» What you need to do
Nothing in the entries may change when they are transcribed.

» Records to process
//! Note export to a zip archive of Markdown files
//!
//! Each note becomes one `.md` entry: a YAML front matter block followed by
//! the note body converted with [`html_to_markdown`]. Entry names come from
//! note titles; titles that collide get ` (1)`, ` (2)`, ... before the
//! extension.
//!
//! # Front Matter
//!
//! ```yaml
//! ---
//! title: "Weekly plan"
//! created: 2024-03-01T09:30:00Z
//! updated: 2024-03-02T10:00:00Z
//! space: "Work"
//! folder: "Plans"
//! ---
//! ```
//!
//! `space` and `folder` are omitted when absent.

use std::collections::HashSet;
use std::io::{Seek, Write};

use chrono::{DateTime, SecondsFormat, Utc};
use zip::CompressionMethod;
use zip::ZipWriter;
use zip::write::SimpleFileOptions;

use crate::error::ConversionError;
use crate::html_to_markdown;

/// Longest file stem, in characters, kept from a title
const MAX_STEM_CHARS: usize = 100;

/// Stem used when a title has no usable characters
const UNTITLED: &str = "Untitled";

/// One note to export
#[derive(Debug, Clone)]
pub struct NoteExport {
    pub title: String,
    pub created: DateTime<Utc>,
    pub updated: DateTime<Utc>,
    pub space: Option<String>,
    pub folder: Option<String>,
    /// Stored editor HTML
    pub html: String,
}

/// YAML front matter block for a note, ending with the closing `---` line
pub fn front_matter(note: &NoteExport) -> String {
    let mut output = String::from("---\n");

    output.push_str("title: ");
    write_yaml_string(&mut output, &note.title);
    output.push('\n');

    output.push_str("created: ");
    output.push_str(&note.created.to_rfc3339_opts(SecondsFormat::Secs, true));
    output.push('\n');

    output.push_str("updated: ");
    output.push_str(&note.updated.to_rfc3339_opts(SecondsFormat::Secs, true));
    output.push('\n');

    if let Some(space) = &note.space {
        output.push_str("space: ");
        write_yaml_string(&mut output, space);
        output.push('\n');
    }
    if let Some(folder) = &note.folder {
        output.push_str("folder: ");
        write_yaml_string(&mut output, folder);
        output.push('\n');
    }

    output.push_str("---\n");
    output
}

/// Write a double-quoted YAML scalar
///
/// - `Hello World` -> `"Hello World"`
/// - `Quote "test"` -> `"Quote \"test\""`
fn write_yaml_string(output: &mut String, value: &str) {
    output.push('"');
    for ch in value.chars() {
        match ch {
            '"' => output.push_str("\\\""),
            '\\' => output.push_str("\\\\"),
            '\n' => output.push_str("\\n"),
            '\r' => output.push_str("\\r"),
            '\t' => output.push_str("\\t"),
            _ => output.push(ch),
        }
    }
    output.push('"');
}

/// Complete Markdown file content for a note
pub fn note_to_markdown(note: &NoteExport) -> String {
    let body = html_to_markdown(&note.html);
    let mut output = front_matter(note);
    if !body.is_empty() {
        output.push('\n');
        output.push_str(&body);
        output.push('\n');
    }
    output
}

/// Hands out unique `.md` file names within one archive
#[derive(Debug, Default)]
pub struct FilenameAllocator {
    used: HashSet<String>,
}

impl FilenameAllocator {
    pub fn new() -> Self {
        Self::default()
    }

    /// File name for a title, disambiguated against earlier allocations
    ///
    /// Comparison ignores ASCII case, so names stay unique on
    /// case-insensitive file systems.
    pub fn allocate(&mut self, title: &str) -> String {
        let stem = sanitize_stem(title);
        let mut candidate = format!("{stem}.md");
        let mut n = 1;
        while !self.used.insert(candidate.to_ascii_lowercase()) {
            candidate = format!("{stem} ({n}).md");
            n += 1;
        }
        candidate
    }
}

/// File stem from a title: path separators, reserved characters and control
/// characters become `-`, surrounding dots and spaces are trimmed
fn sanitize_stem(title: &str) -> String {
    let cleaned: String = title
        .chars()
        .map(|c| match c {
            '/' | '\\' | ':' | '*' | '?' | '"' | '<' | '>' | '|' => '-',
            c if c.is_control() => '-',
            c => c,
        })
        .take(MAX_STEM_CHARS)
        .collect();
    let trimmed = cleaned.trim_matches(|c: char| c == '.' || c.is_whitespace());
    if trimmed.is_empty() {
        UNTITLED.to_string()
    } else {
        trimmed.to_string()
    }
}

/// Write every note as a deflated entry; returns the number of entries
///
/// # Errors
///
/// `ConversionError::Export` when the zip writer or the underlying writer
/// fails.
pub fn write_archive<W: Write + Seek>(
    notes: &[NoteExport],
    writer: W,
) -> Result<usize, ConversionError> {
    let mut zip = ZipWriter::new(writer);
    let deflated = SimpleFileOptions::default().compression_method(CompressionMethod::Deflated);
    let mut names = FilenameAllocator::new();

    for note in notes {
        let name = names.allocate(&note.title);
        let content = note_to_markdown(note);

        zip.start_file(name.as_str(), deflated).map_err(|err| {
            tracing::warn!(file = %name, error = %err, "export entry failed");
            ConversionError::from(err)
        })?;
        zip.write_all(content.as_bytes()).map_err(|err| {
            tracing::warn!(file = %name, error = %err, "export write failed");
            ConversionError::from(err)
        })?;
    }

    zip.finish()?;
    tracing::debug!(notes = notes.len(), "wrote export archive");
    Ok(notes.len())
}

» Response area
//! Note export to a zip archive of Markdown files
//!
//! Each note becomes one `.md` entry: a YAML front matter block followed by
//! the note body converted with [`html_to_markdown`]. Entry names come from
//! note titles; titles that collide get ` (1)`, ` (2)`, ... before the
//! extension.
//!
//! # Front Matter
//!
//! ```yaml
//! ---
//! title: "Weekly plan"
//! created: 2024-03-01T09:30:00Z
//! updated: 2024-03-02T10:00:00Z
//! space: "Work"
//! folder: "Plans"
//! ---
//! ```
//!
//! `space` and `folder` are omitted when absent.

use std::collections::HashSet;
use std::io::{Seek, Write};

use chrono::{DateTime, SecondsFormat, Utc};
use zip::CompressionMethod;
use zip::ZipWriter;
use zip::write::SimpleFileOptions;

use crate::error::ConversionError;
use crate::html_to_markdown;

/// Longest file stem, in characters, kept from a title
const MAX_STEM_CHARS: usize = 100;

/// Stem used when a title has no usable characters
const UNTITLED: &str = "Untitled";

/// One note to export
#[derive(Debug, Clone)]
pub struct NoteExport {
    pub title: String,
    pub created: DateTime<Utc>,
    pub updated: DateTime<Utc>,
    pub space: Option<String>,
    pub folder: Option<String>,
    /// Stored editor HTML
    pub html: String,
}

/// YAML front matter block for a note, ending with the closing `---` line
pub fn front_matter(note: &NoteExport) -> String {
    let mut output = String::from("---\n");

    output.push_str("title: ");
    write_yaml_string(&mut output, &note.title);
    output.push('\n');

    output.push_str("created: ");
    output.push_str(&note.created.to_rfc3339_opts(SecondsFormat::Secs, true));
    output.push('\n');

    output.push_str("updated: ");
    output.push_str(&note.updated.to_rfc3339_opts(SecondsFormat::Secs, true));
    output.push('\n');

    if let Some(space) = &note.space {
        output.push_str("space: ");
        write_yaml_string(&mut output, space);
        output.push('\n');
    }
    if let Some(folder) = &note.folder {
        output.push_str("folder: ");
        write_yaml_string(&mut output, folder);
        output.push('\n');
    }

    output.push_str("---\n");
    output
}

/// Write a double-quoted YAML scalar
///
/// - `Hello World` -> `"Hello World"`
/// - `Quote "test"` -> `"Quote \"test\""`
fn write_yaml_string(output: &mut String, value: &str) {
    output.push('"');
    for ch in value.chars() {
        match ch {
            '"' => output.push_str("\\\""),
            '\\' => output.push_str("\\\\"),
            '\n' => output.push_str("\\n"),
            '\r' => output.push_str("\\r"),
            '\t' => output.push_str("\\t"),
            _ => output.push(ch),
        }
    }
    output.push('"');
}

/// Complete Markdown file content for a note
pub fn note_to_markdown(note: &NoteExport) -> String {
    let body = html_to_markdown(&note.html);
    let mut output = front_matter(note);
    if !body.is_empty() {
        output.push('\n');
        output.push_str(&body);
        output.push('\n');
    }
    output
}

/// Hands out unique `.md` file names within one archive
#[derive(Debug, Default)]
pub struct FilenameAllocator {
    used: HashSet<String>,
}

impl FilenameAllocator {
    pub fn new() -> Self {
        Self::default()
    }

    /// File name for a title, disambiguated against earlier allocations
    ///
    /// Comparison ignores ASCII case, so names stay unique on
    /// case-insensitive file systems.
    pub fn allocate(&mut self, title: &str) -> String {
        let stem = sanitize_stem(title);
        let mut candidate = format!("{stem}.md");
        let mut n = 1;
        while !self.used.insert(candidate.to_ascii_lowercase()) {
            candidate = format!("{stem} ({n}).md");
            n += 1;
        }
        candidate
    }
}

/// File stem from a title: path separators, reserved characters and control
/// characters become `-`, surrounding dots and spaces are trimmed
fn sanitize_stem(title: &str) -> String {
    let cleaned: String = title
        .chars()
        .map(|c| match c {
            '/' | '\\' | ':' | '*' | '?' | '"' | '<' | '>' | '|' => '-',
            c if c.is_control() => '-',
            c => c,
        })
        .take(MAX_STEM_CHARS)
        .collect();
    let trimmed = cleaned.trim_matches(|c: char| c == '.' || c.is_whitespace());
    if trimmed.is_empty() {
        UNTITLED.to_string()
    } else {
        trimmed.to_string()
    }
}

/// Write every note as a deflated entry; returns the number of entries
///
/// # Errors
///
/// `ConversionError::Export` when the zip writer or the underlying writer
/// fails.
pub fn write_archive<W: Write + Seek>(
    notes: &[NoteExport],
    writer: W,
) -> Result<usize, ConversionError> {
    let mut zip = ZipWriter::new(writer);
    let deflated = SimpleFileOptions::default().compression_method(CompressionMethod::Deflated);
    let mut names = FilenameAllocator::new();

    for note in notes {
        let name = names.allocate(&note.title);
        let content = note_to_markdown(note);

        zip.start_file(name.as_str(), deflated).map_err(|err| {
            tracing::warn!(file = %name, error = %err, "export entry failed");
            ConversionError::from(err)
        })?;
        zip.write_all(content.as_bytes()).map_err(|err| {
            tracing::warn!(file = %name, error = %err, "export write failed");
            ConversionError::from(err)
        })?;
    }

    zip.finish()?;
    tracing::debug!(notes = notes.len(), "wrote export archive");
    Ok(notes.len())
}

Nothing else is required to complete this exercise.